Objective To evaluate the effectiveness of right ventricular septum (RVS) pacing for the treatment of arrhythmia.
Methods We searched the electronic bibliographic databases, including Cochrane Central Register of Controlled Trials (Issue 1, 2010), PubMed (1994∼2010.5). EMBASE (1994∼2010.5), CNKI (1994∼2010.5), VIP (1994∼2010.5), Wanfang database (1994∼2010.5) to assemble the randomised controlled trials (RCTs) of RVS Pacing compared with right ventricular apical (RVA) pacing. Two reviewers evaluated the quality of included studies based on the Handbook 5.0.2 and extracted data independently. Meta-analysis was performed by RevMan 5.0 software.

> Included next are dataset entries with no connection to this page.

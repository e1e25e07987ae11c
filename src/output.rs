//! Result printing.
//!
//! Rows and errors go through the same function so the command line prints
//! both the same way.

use crate::error::Result;
use crate::remote::Row;
use clap::ValueEnum;

/// How rows are written to stdout.
#[derive(Debug, Clone, Copy, Default, PartialEq, Eq, ValueEnum)]
pub enum OutputFormat {
    /// One indented JSON array.
    #[default]
    Pretty,
    /// One JSON object per line.
    JsonLines,
}

/// Renders a query outcome as text.
pub fn render_outcome(outcome: &Result<Vec<Row>>, format: OutputFormat) -> String {
    match outcome {
        Ok(rows) => render_rows(rows, format),
        Err(e) => format!("{}: {}", e.category(), e),
    }
}

fn render_rows(rows: &[Row], format: OutputFormat) -> String {
    match format {
        OutputFormat::Pretty => serde_json::to_string_pretty(rows)
            .unwrap_or_else(|e| format!("<unserializable rows: {e}>")),
        OutputFormat::JsonLines => rows
            .iter()
            .map(Row::to_string)
            .collect::<Vec<_>>()
            .join("\n"),
    }
}

/// Prints a query outcome to stdout.
pub fn print_outcome(outcome: &Result<Vec<Row>>, format: OutputFormat) {
    println!("{}", render_outcome(outcome, format));
}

Results 35 RCTs involving 2054 patients were included. The results of meta-analysis showed: compared with the RVA pacing, RVS pacing could significantly reduce the QRS wave duration (MD=−0.05, 95% CI −0.07 to −0.02), significantly increase the left ventricular ejection fraction of 3 months and 18 months after operation (MD=7.10, 95% CI 3.03 to 11.17); (MD=7.44, 95% CI 5.46 to 9.42). 3 months later, there was no significant difference between the two groups with regard to pacing threshold (MD=−13.88, 95% CI −29.75 to 2.00), Compared with RVA, RVS was associated with a significant reduction in threshold perception current (MD=−0.73, 95% CI −29.75 to −0.12) and impedance (MD=−75.12, 95% CI −35.53 to −14.71).
Conclusion RVS pacing can give patients a good physiological state which is more consistent with biventricular electric conduction, and lead to haemodynamic improvement. RVS pacing might be expected to become a preferred site of ventricular pacing.